Sebagai salah satu alumni sekolah-sekolah Yayasan Pendidikan Kristen (YPK) di Tanah Papua saya memandang bahwa pendidikan di Tanah Papua telah lahir dan bertumbuh sejalan dengan peristiwa Pekabaran Injil sejak 164 tahun yang lalu (5 Februari 1855).
Hal ini ditandai dengan adanya kegiatan ibadah dan mempelajari isi kitab suci Alkitab yang dilakukan ketika itu oleh Ottow dan Geissler.
Ibadah dan pelajaran isi Alkitab tersebut dilakukan kedua zenseling tersebut bersama orang-orang asli Pulau Mansinam, yaitu suku Doreri yang berbahasa Numfor.
Ini tercatat dengan baik di dalam buku berjudul : Sepuluh Tahun Gereja Kristen Injili (GKI) Setelah Seratus Satu Tahun Zending Di Irian Barat. Buku ini ditulis oleh Ketua Sinode GKI yang pertama Pdt.F.J.S.Rumainum.
Sejauh pemahaman para zendeling dan pemrakarsa berdirinya GKI Di Tanah Papua kala itu bahwa pendidikan adalah pilar utama bagi bersemainya benih-benih Injil Kristus di Tanah Papua ke depan.

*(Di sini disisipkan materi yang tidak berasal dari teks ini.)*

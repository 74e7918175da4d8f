//! Translation Seam
//!
//! Total translation: an unknown key comes back unchanged, so section
//! builders never deal with missing labels.

use std::collections::HashMap;

pub trait Translator {
    fn translate(&self, key: &str) -> String;
}

/// Echoes every key. The locale files already carry translated strings,
/// so this is the default for page assembly.
#[derive(Debug, Default, Clone, Copy)]
pub struct EchoTranslator;

impl Translator for EchoTranslator {
    fn translate(&self, key: &str) -> String {
        key.to_string()
    }
}

/// Table-backed translator for callers that do key-based lookup.
#[derive(Debug, Default)]
pub struct TableTranslator {
    table: HashMap<String, String>,
}

impl TableTranslator {
    pub fn new() -> Self {
        Self::default()
    }

    pub fn insert(&mut self, key: impl Into<String>, value: impl Into<String>) {
        self.table.insert(key.into(), value.into());
    }
}

impl FromIterator<(String, String)> for TableTranslator {
    fn from_iter<I: IntoIterator<Item = (String, String)>>(iter: I) -> Self {
        Self {
            table: iter.into_iter().collect(),
        }
    }
}

impl Translator for TableTranslator {
    fn translate(&self, key: &str) -> String {
        match self.table.get(key) {
            Some(value) => value.clone(),
            None => key.to_string(),
        }
    }
}
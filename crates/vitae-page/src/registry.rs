//! Event Registry
//!
//! Named callbacks bridging the two render strategies: live handlers at
//! build time, and alias resolution for `data-event-*` attributes when a
//! rendered tree is wired up through delegation.

use std::collections::HashMap;
use std::rc::Rc;

use vitae_dom::{Handler, HandlerResolver};

#[derive(Default)]
pub struct EventRegistry {
    handlers: HashMap<String, Handler>,
}

impl std::fmt::Debug for EventRegistry {
    fn fmt(&self, f: &mut std::fmt::Formatter<'_>) -> std::fmt::Result {
        f.debug_struct("EventRegistry")
            .field("handlers", &self.handlers.len())
            .finish()
    }
}

impl EventRegistry {
    pub fn new() -> Self {
        Self::default()
    }

    /// Register a callback under `alias`, replacing any earlier one.
    pub fn register(&mut self, alias: &str, handler: Handler) {
        if self.handlers.insert(alias.to_string(), handler).is_some() {
            tracing::debug!(alias, "event handler replaced");
        }
    }

    /// Fetch a callback for use in `set_event`. Falls back to a no-op so
    /// builders never fail over a missing registration.
    pub fn handler_or_noop(&self, alias: &str) -> Handler {
        match self.get_handler(alias) {
            Some(handler) => handler,
            None => {
                tracing::warn!(alias, "no handler registered, using no-op");
                Rc::new(|_| {})
            }
        }
    }

    pub fn len(&self) -> usize {
        self.handlers.len()
    }

    pub fn is_empty(&self) -> bool {
        self.handlers.is_empty()
    }
}

impl HandlerResolver for EventRegistry {
    fn get_handler(&self, alias: &str) -> Option<Handler> {
        self.handlers.get(alias).cloned()
    }
}

/// Registry carrying the page's standard aliases. The callbacks here are
/// logging stand-ins; real behavior attaches where a live document
/// exists.
pub fn default_registry() -> EventRegistry {
    let mut registry = EventRegistry::new();
    registry.register(
        "change-theme",
        Rc::new(|ctx| tracing::info!(event = %ctx.event, "theme toggle requested")),
    );
    registry.register(
        "change-lang",
        Rc::new(|ctx| tracing::info!(event = %ctx.event, "language toggle requested")),
    );
    registry.register(
        "fold-section",
        Rc::new(|ctx| tracing::info!(event = %ctx.event, "section fold toggled")),
    );
    registry.register(
        "scroll-to-top",
        Rc::new(|ctx| tracing::info!(event = %ctx.event, "scroll to top requested")),
    );
    registry
}
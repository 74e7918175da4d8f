//! vitae DOM - Live document tree
//!
//! Arena-backed tree the composer materializes into, plus the delegated
//! event attachment pass that consumes the `data-event-*` convention.

mod attributes;
mod delegate;
mod events;
mod node;
mod tree;

pub use attributes::{Attr, AttrMap};
pub use delegate::{attach_delegated_events, HandlerResolver, DATA_EVENT_PREFIX};
pub use events::{EventContext, Handler};
pub use node::{ElementData, Node, NodeData, TextData};
pub use tree::{DomError, DomTree};

/// Node identifier (index into arena)
#[derive(Debug, Clone, Copy, PartialEq, Eq, Hash)]
pub struct NodeId(pub(crate) u32);

impl NodeId {
    /// Sentinel for "no node"
    pub const NONE: NodeId = NodeId(u32::MAX);

    /// Check whether this id refers to a node
    #[inline]
    pub fn is_some(self) -> bool {
        self != Self::NONE
    }
}

/// SVG element namespace URI
pub const SVG_NAMESPACE: &str = "http://www.w3.org/2000/svg";

/// Xlink attribute namespace URI
pub const XLINK_NAMESPACE: &str = "http://www.w3.org/1999/xlink";
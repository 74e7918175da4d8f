//! Batch Renderer
//!
//! Encodes top-level composers, distributes them over the pool, and
//! blocks until every index is filled. Per-block failures become inline,
//! visually distinguished error blocks; only a batch where nothing could
//! even be submitted surfaces as an error.

use std::sync::mpsc;

use vitae_compose::{encode, escape_html, Composer};
use vitae_pool::{Task, TaskOutcome, TaskResult, UnitError, WorkerPool};

#[derive(Debug, thiserror::Error)]
pub enum PageError {
    #[error("no block in the batch could be rendered")]
    BatchFailed,
    #[error(transparent)]
    Locale(#[from] crate::locale::LocaleError),
    #[error(transparent)]
    Pool(#[from] vitae_pool::PoolError),
    #[error("failed to write {path}: {source}")]
    Output {
        path: std::path::PathBuf,
        source: std::io::Error,
    },
}

fn failure_block(message: &str) -> String {
    format!(
        r#"<div class="render-error" style="color: red">[Error rendering block: {}]</div>"#,
        escape_html(message)
    )
}

/// What the pool callbacks feed back to the collection loop. `UnitLost`
/// lets the loop notice a dead pool instead of waiting on tasks that can
/// never run.
enum BatchEvent {
    Result(TaskResult),
    UnitLost,
}

fn fill_slot(slots: &mut [Option<String>], filled: &mut usize, result: TaskResult) {
    let index = result.index;
    if index >= slots.len() || slots[index].is_some() {
        tracing::warn!(index, "spurious result ignored");
        return;
    }
    slots[index] = Some(match result.outcome {
        TaskOutcome::Html(html) => html,
        TaskOutcome::Failed(message) => {
            tracing::error!(index, %message, "block failed to render, placeholder spliced");
            failure_block(&message)
        }
    });
    *filled += 1;
}

/// Render `composers` through `pool`, returning one HTML string per
/// input, in input order. Registers the pool callbacks, so the pool must
/// not be shared with another batch in flight.
pub fn render_batch(composers: &[Composer], pool: &WorkerPool) -> Result<Vec<String>, PageError> {
    if composers.is_empty() {
        return Ok(Vec::new());
    }

    let total = composers.len();
    let mut slots: Vec<Option<String>> = vec![None; total];
    let (results_tx, results_rx) = mpsc::channel();

    pool.on_task_complete({
        let results_tx = results_tx.clone();
        move |result| {
            let _ = results_tx.send(BatchEvent::Result(result));
        }
    });
    // A crashed unit never reports completion; convert the crash into a
    // failed result so its index still resolves, and flag the lost unit
    // so a fully dead pool cannot strand the rest of the queue.
    pool.on_error(move |error| match error {
        UnitError::Crashed { index, message, .. } => {
            let _ = results_tx.send(BatchEvent::Result(TaskResult {
                index,
                outcome: TaskOutcome::Failed(message),
            }));
            let _ = results_tx.send(BatchEvent::UnitLost);
        }
        lost @ UnitError::InitFailed { .. } => {
            tracing::warn!(error = %lost, "unit lost during batch render");
            let _ = results_tx.send(BatchEvent::UnitLost);
        }
        other => tracing::warn!(error = %other, "unit error during batch render"),
    });

    let mut submitted = 0usize;
    for (index, composer) in composers.iter().enumerate() {
        match encode(composer) {
            Ok(payload) => {
                pool.submit_task(Task::new(index, payload));
                submitted += 1;
            }
            Err(error) => {
                tracing::error!(index, %error, "failed to encode block, marked failed");
                slots[index] = Some(failure_block(&error.to_string()));
            }
        }
    }
    if submitted == 0 {
        return Err(PageError::BatchFailed);
    }

    let mut filled = slots.iter().filter(|slot| slot.is_some()).count();
    let mut live = pool.live_units();
    while filled < total && live > 0 {
        let event = results_rx.recv().map_err(|_| PageError::BatchFailed)?;
        match event {
            BatchEvent::Result(result) => fill_slot(&mut slots, &mut filled, result),
            BatchEvent::UnitLost => live = live.saturating_sub(1),
        }
    }

    // Reached with open slots only when every unit is gone. Results that
    // made it out are already buffered on the channel; anything still
    // unfilled after draining was stranded in the queue and degrades to a
    // placeholder in place.
    while filled < total {
        match results_rx.try_recv() {
            Ok(BatchEvent::Result(result)) => fill_slot(&mut slots, &mut filled, result),
            Ok(BatchEvent::UnitLost) => {}
            Err(_) => break,
        }
    }
    for slot in slots.iter_mut() {
        if slot.is_none() {
            tracing::error!("block stranded by a dead pool, placeholder spliced");
            *slot = Some(failure_block("no live worker units remain"));
        }
    }

    Ok(slots.into_iter().flatten().collect())
}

Hal ini sejalan dengan amanat agung dalam Injil Matius pasal 28 ayat 18, 19 dan 20. Bunyinya : “Kepada- Ku telah diberikan segala kuasa di sorga dan di bumi. Karena itu pergilah, jadikan lah semua bangsa murid-Ku dan baptislah mereka dalam nama Bapa dan Anak dan Roh Kudus. Dan ajarlah mereka melakukan segala sesuatu yang telah Kuperintahkan kepadamu. Dan ketahuilah Aku menyertai kamu senantiasa sampai kepada akhir zaman.”
Amanat tersebut dapat dipahami sebagai perintah untuk memberitakan Injil dengan menjadikan pendidikan sebagai batu penjuru utamanya di Tanah Papua.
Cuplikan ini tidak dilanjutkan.